On December 7th, 2017 we joyfully received, Vivian Joy Noelle. There are no words to describe the healing and the love that spread over us from God and through us to Vivi. There are also no words for the slap and sting of the next time God answered this same promise with a girl. In July of 2020, just a day after watching and worshipping God for a vibrant, wiggling baby girl, Violet Mae joined her big sister in eternity. Our book end daughters belonged to us only in longing. Anna and Violet were not ours to know or nurture and the grief was visceral and consuming. The day after my surgery, we drove to the beach with our five broken hearted children. I could barely emerge from my room, the emotional, spiritual and physical pain warring. My sister Kristen made her way to the oceans edge. There in the sand she “marked the moment” and brought this treasure back to me:

 

Tears flooded my eyes as the promise came rushing back on a wave, “As sure as there is sand in the sea.”

Aren’t promises fulfilled supposed to be good and kind? The God I praised for giving Vivian, I now wrestled with for taking Violet. How do we make sense of this God? How can we proclaim, “He gives and He takes away may the name of the Lord be praised.” I spent years giving this scripture the side eye, and now, it has my devoted gaze. What made the difference? What ushered me from prosecution to praise?

What I have learned over the years is that suffering stretches the soul like nothing else can, expanding the room in which God can fill us with Himself. In our agony, this might seem like a consolation prize, not a blessing. But when we know Him, truly and thoroughly, that means, the deepest part of us, the part that wants, is filled to overflowing with hope. (Romans 15:13). That hope is the only anchor powerful enough to hold us steady even as suffering beats upon us. This hope has a direct line to the throne room of God where every ounce of our pain has already been washed away, and more than that, has been redeemed. It’s the recorded and certain part of our story where praise, pleasure and satisfaction go on forever. It’s the exquisite answer to everything our souls beg for on this earth, both in and out of suffering. In heaven, pain will be exchanged for praise, and in ways we can’t presently conceive, we will eagerly require it and be shocked we didn’t harness its power and purpose every chance we could on the earth...especially in suffering.  

Friend, are you hurting? Has your life known the depths of sorrow? Are you shaking a fist at the sky? Do you want to call Him Savior and yet feel He has betrayed you? Dropped you without thought into your current mess and misery? Right now, your anguish can be spiritually translated into the intrinsic need and want to know God and to worship Him. It’s the nucleus of who we are. Our very cells are thirsty for the Living Water. And joy of all joy, He suffered first, and the most, so we would never have to suffer without Him. Listen to His urgent and tender plea given to His beloved friends just hours before His death; “I have told you these things so that in me you may have peace; in this world you will have trouble, but take heart, (have courage to live with expectation even as you suffer) I have overcome the world.” (John 16:33, NIV, emphasis added). Our champion, Jesus, has demolished every hurtful, hateful and hellish reason we moan and mourn in this world. This is why we can praise even as He gives and takes like the tide. The question is how? How do we worship Him even as we weep. For me grieving praise looks like this:

“God, I am doubting your perfection and love, but I praise you for giving me a faith deeper than my questions and accusations. You Lord, even in this horror, are perfect in all of your ways.”

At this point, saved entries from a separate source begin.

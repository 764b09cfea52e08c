// src/text/normalize.rs
use once_cell::sync::OnceCell;
use regex::Regex;

/// Normalize text pulled out of markup: decode entities, strip stray tags,
/// fold typographic quotes to ASCII and collapse whitespace.
pub fn normalize_text(s: &str) -> String {
    // 1) HTML entity decode
    let mut out = html_escape::decode_html_entities(s).to_string();

    // 2) Strip tags that survived (escaped markup inside text nodes)
    static RE_TAGS: OnceCell<Regex> = OnceCell::new();
    let re_tags = RE_TAGS.get_or_init(|| Regex::new(r"(?is)</?[a-z][^>]*>").expect("tag regex"));
    out = re_tags.replace_all(&out, " ").to_string();

    // 3) Normalize “ ” „ « » to " and ‘ ’ to '
    out = out
        .replace(['\u{201C}', '\u{201D}', '\u{201E}', '\u{00AB}', '\u{00BB}'], "\"")
        .replace(['\u{2018}', '\u{2019}'], "'");

    // 4) Zero-width characters disappear, nbsp becomes a space
    out = out
        .replace(['\u{200B}', '\u{200C}', '\u{200D}', '\u{FEFF}'], "")
        .replace('\u{00A0}', " ");

    collapse_whitespace(&out)
}

/// [`normalize_text`] applied per `\n`-separated block. Empty blocks are
/// dropped and the rest are joined by a blank line.
pub fn normalize_blocks(s: &str) -> String {
    s.split('\n')
        .map(normalize_text)
        .filter(|b| !b.is_empty())
        .collect::<Vec<_>>()
        .join("\n\n")
}

/// Collapse every whitespace run into a single space and trim.
pub fn collapse_whitespace(s: &str) -> String {
    static RE_WS: OnceCell<Regex> = OnceCell::new();
    let re_ws = RE_WS.get_or_init(|| Regex::new(r"\s+").expect("whitespace regex"));
    re_ws.replace_all(s, " ").trim().to_string()
}

#[cfg(test)]
mod tests {
    use super::*;

    #[test]
    fn strips_html_and_unescapes() {
        let s = "<p>Hello&nbsp;<b>world</b> &ldquo;ok&rdquo;</p>";
        assert_eq!(normalize_text(s), r#"Hello world "ok""#);
    }

    #[test]
    fn folds_whitespace_and_nbsp() {
        let s = "A\u{00A0}\n\tB   C";
        assert_eq!(normalize_text(s), "A B C");
    }

    #[test]
    fn keeps_comparisons_that_look_like_tags() {
        // `<` followed by a digit or space is prose, not markup
        assert_eq!(normalize_text("x < 3 and y > 2"), "x < 3 and y > 2");
    }

    #[test]
    fn blocks_keep_paragraph_breaks() {
        let s = "\n Intro\u{00A0}line \n\n\n  Second&nbsp;block \n \n";
        assert_eq!(normalize_blocks(s), "Intro line\n\nSecond block");
        assert_eq!(normalize_blocks("\n \n"), "");
    }

    #[test]
    fn empty_is_ok() {
        assert_eq!(normalize_text(""), "");
        assert_eq!(collapse_whitespace("  \n "), "");
    }
}
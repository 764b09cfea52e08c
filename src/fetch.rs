// src/fetch.rs
//! Page fetch collaborator: one GET with a browser-like User-Agent, a request
//! timeout and a status check. Runs before the analysis core is invoked.

use async_trait::async_trait;
use reqwest::{Client, Url};
use serde::{Deserialize, Serialize};
use std::time::Duration;
use thiserror::Error;
use tracing::debug;

use crate::pipeline::RawDocument;

pub const DEFAULT_USER_AGENT: &str = "Mozilla/5.0 (Windows NT 10.0; Win64; x64) \
    AppleWebKit/537.36 (KHTML, like Gecko) Chrome/91.0.4472.124 Safari/537.36";

fn default_timeout_secs() -> u64 {
    20
}

#[derive(Debug, Clone, PartialEq, Eq, Serialize, Deserialize)]
#[serde(default)]
pub struct FetchConfig {
    pub timeout_secs: u64,
    pub user_agent: String,
}

impl Default for FetchConfig {
    fn default() -> Self {
        Self {
            timeout_secs: default_timeout_secs(),
            user_agent: DEFAULT_USER_AGENT.to_string(),
        }
    }
}

impl FetchConfig {
    pub fn sanitized(mut self) -> Self {
        if self.timeout_secs == 0 {
            self.timeout_secs = default_timeout_secs();
        }
        if self.user_agent.trim().is_empty() {
            self.user_agent = DEFAULT_USER_AGENT.to_string();
        }
        self
    }
}

#[derive(Error, Debug)]
pub enum FetchError {
    #[error("invalid url {url:?}: {reason}")]
    InvalidUrl { url: String, reason: String },

    #[error("server answered with HTTP {0}")]
    Status(u16),

    #[error("transport error: {0}")]
    Transport(#[from] reqwest::Error),
}

/// Anything that can turn a URL into raw HTML.
#[async_trait]
pub trait PageFetcher: Send + Sync {
    async fn fetch(&self, url: &str) -> Result<RawDocument, FetchError>;
}

/// Absolute http(s) URLs only.
pub fn parse_url(raw: &str) -> Result<Url, FetchError> {
    let invalid = |reason: String| FetchError::InvalidUrl {
        url: raw.to_string(),
        reason,
    };
    let url = Url::parse(raw.trim()).map_err(|e| invalid(e.to_string()))?;
    match url.scheme() {
        "http" | "https" => {}
        other => return Err(invalid(format!("unsupported scheme {other}"))),
    }
    if url.host_str().is_none() {
        return Err(invalid("missing host".to_string()));
    }
    Ok(url)
}

pub struct HttpFetcher {
    client: Client,
}

impl HttpFetcher {
    pub fn new(cfg: &FetchConfig) -> Result<Self, FetchError> {
        let client = Client::builder()
            .user_agent(cfg.user_agent.clone())
            .timeout(Duration::from_secs(cfg.timeout_secs))
            .build()?;
        Ok(Self { client })
    }
}

#[async_trait]
impl PageFetcher for HttpFetcher {
    async fn fetch(&self, url: &str) -> Result<RawDocument, FetchError> {
        let parsed = parse_url(url)?;
        let resp = self.client.get(parsed.clone()).send().await?;
        let status = resp.status();
        if !status.is_success() {
            return Err(FetchError::Status(status.as_u16()));
        }
        let html = resp.text().await?;
        debug!(host = parsed.host_str().unwrap_or(""), bytes = html.len(), "page fetched");
        Ok(RawDocument::new(parsed.to_string(), html))
    }
}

“I praise you risen Jesus that you are present with me, even though I can see nothing but darkness. I praise you for the promise that You are close to the broken hearted and save the crushed in spirit. That means whether I see you or not, You are here saving me.”

“Father, I am angrier and more sad than I knew was humanly possible to experience and still live. But, I praise You God, for you do exceedingly, abundantly more than all we can ask or imagine. May your spirit imagine within me and may your peace and love come quickly.”

Praise is powerful. Praise is a weapon. Praise is petitioning the promises of God. Our Savior will answer…just as sure as there is sand in the sea.